Provided records:
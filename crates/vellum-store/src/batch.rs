use bytes::Bytes;
use serde::{Deserialize, Serialize};
use vellum_types::{BlobId, Event, EventId, MediaId, MediaInfo, PartitionUri};

/// The two per-partition event tables.
#[derive(Clone, Copy, Debug, PartialEq, Eq, Hash, PartialOrd, Ord, Serialize, Deserialize)]
#[serde(rename_all = "snake_case")]
pub enum LogTable {
    /// Authorized truths.
    Events,
    /// Speculative commands awaiting authorization.
    Commands,
}

impl LogTable {
    pub fn name(&self) -> &'static str {
        match self {
            Self::Events => "events",
            Self::Commands => "commands",
        }
    }
}

/// Row of the shared `blobs` table.
#[derive(Clone, Copy, Debug, PartialEq, Eq, Serialize, Deserialize)]
pub struct BlobRow {
    pub blob_id: BlobId,
    pub byte_length: u64,
    pub persist_ref_count: u64,
}

/// Row of a partition's `medias` table.
#[derive(Clone, Debug, PartialEq, Eq, Serialize, Deserialize)]
pub struct MediaRow {
    pub media_id: MediaId,
    pub media_info: MediaInfo,
}

/// A single mutation inside a [`StorageBatch`].
#[derive(Clone, Debug, PartialEq, Serialize, Deserialize)]
#[serde(tag = "op", rename_all = "snake_case")]
pub enum StorageOp {
    PutLogEntry {
        partition: PartitionUri,
        table: LogTable,
        event_id: EventId,
        event: Event,
    },
    /// Delete `first..=last` from a log table.
    DeleteLogRange {
        partition: PartitionUri,
        table: LogTable,
        first: EventId,
        last: EventId,
    },
    PutMedia {
        partition: PartitionUri,
        row: MediaRow,
    },
    DeleteMedia {
        partition: PartitionUri,
        media_id: MediaId,
    },
    PutBlob {
        row: BlobRow,
    },
    /// Remove a blob row together with its buffer.
    DeleteBlob {
        blob_id: BlobId,
    },
    PutBuffer {
        blob_id: BlobId,
        #[serde(with = "hex_bytes")]
        bytes: Bytes,
    },
}

/// An ordered group of mutations applied atomically.
#[derive(Clone, Debug, Default, PartialEq, Serialize, Deserialize)]
pub struct StorageBatch {
    ops: Vec<StorageOp>,
}

impl StorageBatch {
    pub fn new() -> Self {
        Self::default()
    }

    pub fn push(&mut self, op: StorageOp) -> &mut Self {
        self.ops.push(op);
        self
    }

    pub fn put_log_entry(
        &mut self,
        partition: &PartitionUri,
        table: LogTable,
        event_id: EventId,
        event: Event,
    ) -> &mut Self {
        self.push(StorageOp::PutLogEntry {
            partition: partition.clone(),
            table,
            event_id,
            event,
        })
    }

    pub fn delete_log_range(
        &mut self,
        partition: &PartitionUri,
        table: LogTable,
        first: EventId,
        last: EventId,
    ) -> &mut Self {
        self.push(StorageOp::DeleteLogRange {
            partition: partition.clone(),
            table,
            first,
            last,
        })
    }

    pub fn put_media(&mut self, partition: &PartitionUri, row: MediaRow) -> &mut Self {
        self.push(StorageOp::PutMedia {
            partition: partition.clone(),
            row,
        })
    }

    pub fn put_blob(&mut self, row: BlobRow) -> &mut Self {
        self.push(StorageOp::PutBlob { row })
    }

    pub fn delete_blob(&mut self, blob_id: BlobId) -> &mut Self {
        self.push(StorageOp::DeleteBlob { blob_id })
    }

    pub fn put_buffer(&mut self, blob_id: BlobId, bytes: Bytes) -> &mut Self {
        self.push(StorageOp::PutBuffer { blob_id, bytes })
    }

    pub fn ops(&self) -> &[StorageOp] {
        &self.ops
    }

    pub fn into_ops(self) -> Vec<StorageOp> {
        self.ops
    }

    pub fn len(&self) -> usize {
        self.ops.len()
    }

    pub fn is_empty(&self) -> bool {
        self.ops.is_empty()
    }
}

/// Buffers are written to the journal as hex strings.
mod hex_bytes {
    use bytes::Bytes;
    use serde::{Deserialize, Deserializer, Serializer};

    pub fn serialize<S: Serializer>(bytes: &Bytes, serializer: S) -> Result<S::Ok, S::Error> {
        serializer.serialize_str(&hex::encode(bytes))
    }

    pub fn deserialize<'de, D: Deserializer<'de>>(deserializer: D) -> Result<Bytes, D::Error> {
        let s = String::deserialize(deserializer)?;
        hex::decode(s).map(Bytes::from).map_err(serde::de::Error::custom)
    }
}

#[cfg(test)]
mod tests {
    use super::*;

    #[test]
    fn buffers_serialize_as_hex() {
        let blob_id = BlobId::for_content(b"\x00\xff");
        let mut batch = StorageBatch::new();
        batch.put_buffer(blob_id, Bytes::from_static(b"\x00\xff"));
        let json = serde_json::to_value(&batch).unwrap();
        assert_eq!(json["ops"][0]["op"], "put_buffer");
        assert_eq!(json["ops"][0]["bytes"], "00ff");
        let back: StorageBatch = serde_json::from_value(json).unwrap();
        assert_eq!(back, batch);
    }

    #[test]
    fn builder_keeps_order() {
        let partition = PartitionUri::parse("vellum-local:///p").unwrap();
        let mut batch = StorageBatch::new();
        batch
            .delete_log_range(&partition, LogTable::Commands, 1, 2)
            .delete_blob(BlobId::for_content(b"x"));
        assert_eq!(batch.len(), 2);
        assert!(matches!(batch.ops()[0], StorageOp::DeleteLogRange { .. }));
        assert!(matches!(batch.ops()[1], StorageOp::DeleteBlob { .. }));
    }
}
use tokio::sync::broadcast;
use tracing::debug;
use vellum_types::Event;

/// Notification delivered to the followers of a session.
#[derive(Clone, Debug, PartialEq)]
pub enum FollowerEvent {
    /// A truth was applied to the partition.
    Truth(Event),
    /// Queued commands were dropped because a truth conflicted with them.
    CommandsPurged(Vec<Event>),
}

/// A broadcast channel receiver for follower events.
pub type FollowerStream = broadcast::Receiver<FollowerEvent>;

/// Fan-out of applied truths to external followers.
#[derive(Debug)]
pub struct Followers {
    sender: broadcast::Sender<FollowerEvent>,
}

impl Followers {
    pub fn new(capacity: usize) -> Self {
        let (sender, _) = broadcast::channel(capacity.max(1));
        Self { sender }
    }

    pub fn subscribe(&self) -> FollowerStream {
        self.sender.subscribe()
    }

    pub fn publish(&self, event: FollowerEvent) {
        // Without followers the event is simply dropped.
        let delivered = self.sender.send(event).unwrap_or(0);
        debug!(delivered, "follower event published");
    }

    pub fn follower_count(&self) -> usize {
        self.sender.receiver_count()
    }
}

#[cfg(test)]
mod tests {
    use super::*;

    #[tokio::test]
    async fn publishes_to_every_follower() {
        let followers = Followers::new(4);
        followers.publish(FollowerEvent::CommandsPurged(Vec::new()));

        let mut first = followers.subscribe();
        let mut second = followers.subscribe();
        assert_eq!(followers.follower_count(), 2);
        followers.publish(FollowerEvent::CommandsPurged(Vec::new()));
        assert_eq!(first.recv().await.unwrap(), FollowerEvent::CommandsPurged(Vec::new()));
        assert_eq!(second.recv().await.unwrap(), FollowerEvent::CommandsPurged(Vec::new()));
    }
}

What is expected:
Everything in the listing should be given again word for word.

Reply:
filename crates/vellum-store/src/batch.rs
use bytes::Bytes;
use serde::{Deserialize, Serialize};
use vellum_types::{BlobId, Event, EventId, MediaId, MediaInfo, PartitionUri};

/// The two per-partition event tables.
#[derive(Clone, Copy, Debug, PartialEq, Eq, Hash, PartialOrd, Ord, Serialize, Deserialize)]
#[serde(rename_all = "snake_case")]
pub enum LogTable {
    /// Authorized truths.
    Events,
    /// Speculative commands awaiting authorization.
    Commands,
}

impl LogTable {
    pub fn name(&self) -> &'static str {
        match self {
            Self::Events => "events",
            Self::Commands => "commands",
        }
    }
}

/// Row of the shared `blobs` table.
#[derive(Clone, Copy, Debug, PartialEq, Eq, Serialize, Deserialize)]
pub struct BlobRow {
    pub blob_id: BlobId,
    pub byte_length: u64,
    pub persist_ref_count: u64,
}

/// Row of a partition's `medias` table.
#[derive(Clone, Debug, PartialEq, Eq, Serialize, Deserialize)]
pub struct MediaRow {
    pub media_id: MediaId,
    pub media_info: MediaInfo,
}

/// A single mutation inside a [`StorageBatch`].
#[derive(Clone, Debug, PartialEq, Serialize, Deserialize)]
#[serde(tag = "op", rename_all = "snake_case")]
pub enum StorageOp {
    PutLogEntry {
        partition: PartitionUri,
        table: LogTable,
        event_id: EventId,
        event: Event,
    },
    /// Delete `first..=last` from a log table.
    DeleteLogRange {
        partition: PartitionUri,
        table: LogTable,
        first: EventId,
        last: EventId,
    },
    PutMedia {
        partition: PartitionUri,
        row: MediaRow,
    },
    DeleteMedia {
        partition: PartitionUri,
        media_id: MediaId,
    },
    PutBlob {
        row: BlobRow,
    },
    /// Remove a blob row together with its buffer.
    DeleteBlob {
        blob_id: BlobId,
    },
    PutBuffer {
        blob_id: BlobId,
        #[serde(with = "hex_bytes")]
        bytes: Bytes,
    },
}

/// An ordered group of mutations applied atomically.
#[derive(Clone, Debug, Default, PartialEq, Serialize, Deserialize)]
pub struct StorageBatch {
    ops: Vec<StorageOp>,
}

impl StorageBatch {
    pub fn new() -> Self {
        Self::default()
    }

    pub fn push(&mut self, op: StorageOp) -> &mut Self {
        self.ops.push(op);
        self
    }

    pub fn put_log_entry(
        &mut self,
        partition: &PartitionUri,
        table: LogTable,
        event_id: EventId,
        event: Event,
    ) -> &mut Self {
        self.push(StorageOp::PutLogEntry {
            partition: partition.clone(),
            table,
            event_id,
            event,
        })
    }

    pub fn delete_log_range(
        &mut self,
        partition: &PartitionUri,
        table: LogTable,
        first: EventId,
        last: EventId,
    ) -> &mut Self {
        self.push(StorageOp::DeleteLogRange {
            partition: partition.clone(),
            table,
            first,
            last,
        })
    }

    pub fn put_media(&mut self, partition: &PartitionUri, row: MediaRow) -> &mut Self {
        self.push(StorageOp::PutMedia {
            partition: partition.clone(),
            row,
        })
    }

    pub fn put_blob(&mut self, row: BlobRow) -> &mut Self {
        self.push(StorageOp::PutBlob { row })
    }

    pub fn delete_blob(&mut self, blob_id: BlobId) -> &mut Self {
        self.push(StorageOp::DeleteBlob { blob_id })
    }

    pub fn put_buffer(&mut self, blob_id: BlobId, bytes: Bytes) -> &mut Self {
        self.push(StorageOp::PutBuffer { blob_id, bytes })
    }

    pub fn ops(&self) -> &[StorageOp] {
        &self.ops
    }

    pub fn into_ops(self) -> Vec<StorageOp> {
        self.ops
    }

    pub fn len(&self) -> usize {
        self.ops.len()
    }

    pub fn is_empty(&self) -> bool {
        self.ops.is_empty()
    }
}

/// Buffers are written to the journal as hex strings.
mod hex_bytes {
    use bytes::Bytes;
    use serde::{Deserialize, Deserializer, Serializer};

    pub fn serialize<S: Serializer>(bytes: &Bytes, serializer: S) -> Result<S::Ok, S::Error> {
        serializer.serialize_str(&hex::encode(bytes))
    }

    pub fn deserialize<'de, D: Deserializer<'de>>(deserializer: D) -> Result<Bytes, D::Error> {
        let s = String::deserialize(deserializer)?;
        hex::decode(s).map(Bytes::from).map_err(serde::de::Error::custom)
    }
}

#[cfg(test)]
mod tests {
    use super::*;

    #[test]
    fn buffers_serialize_as_hex() {
        let blob_id = BlobId::for_content(b"\x00\xff");
        let mut batch = StorageBatch::new();
        batch.put_buffer(blob_id, Bytes::from_static(b"\x00\xff"));
        let json = serde_json::to_value(&batch).unwrap();
        assert_eq!(json["ops"][0]["op"], "put_buffer");
        assert_eq!(json["ops"][0]["bytes"], "00ff");
        let back: StorageBatch = serde_json::from_value(json).unwrap();
        assert_eq!(back, batch);
    }

    #[test]
    fn builder_keeps_order() {
        let partition = PartitionUri::parse("vellum-local:///p").unwrap();
        let mut batch = StorageBatch::new();
        batch
            .delete_log_range(&partition, LogTable::Commands, 1, 2)
            .delete_blob(BlobId::for_content(b"x"));
        assert_eq!(batch.len(), 2);
        assert!(matches!(batch.ops()[0], StorageOp::DeleteLogRange { .. }));
        assert!(matches!(batch.ops()[1], StorageOp::DeleteBlob { .. }));
    }
}
use tokio::sync::broadcast;
use tracing::debug;
use vellum_types::Event;

/// Notification delivered to the followers of a session.
#[derive(Clone, Debug, PartialEq)]
pub enum FollowerEvent {
    /// A truth was applied to the partition.
    Truth(Event),
    /// Queued commands were dropped because a truth conflicted with them.
    CommandsPurged(Vec<Event>),
}

/// A broadcast channel receiver for follower events.
pub type FollowerStream = broadcast::Receiver<FollowerEvent>;

/// Fan-out of applied truths to external followers.
#[derive(Debug)]
pub struct Followers {
    sender: broadcast::Sender<FollowerEvent>,
}

impl Followers {
    pub fn new(capacity: usize) -> Self {
        let (sender, _) = broadcast::channel(capacity.max(1));
        Self { sender }
    }

    pub fn subscribe(&self) -> FollowerStream {
        self.sender.subscribe()
    }

    pub fn publish(&self, event: FollowerEvent) {
        // Without followers the event is simply dropped.
        let delivered = self.sender.send(event).unwrap_or(0);
        debug!(delivered, "follower event published");
    }

    pub fn follower_count(&self) -> usize {
        self.sender.receiver_count()
    }
}

#[cfg(test)]
mod tests {
    use super::*;

    #[tokio::test]
    async fn publishes_to_every_follower() {
        let followers = Followers::new(4);
        followers.publish(FollowerEvent::CommandsPurged(Vec::new()));

        let mut first = followers.subscribe();
        let mut second = followers.subscribe();
        assert_eq!(followers.follower_count(), 2);
        followers.publish(FollowerEvent::CommandsPurged(Vec::new()));
        assert_eq!(first.recv().await.unwrap(), FollowerEvent::CommandsPurged(Vec::new()));
        assert_eq!(second.recv().await.unwrap(), FollowerEvent::CommandsPurged(Vec::new()));
    }
}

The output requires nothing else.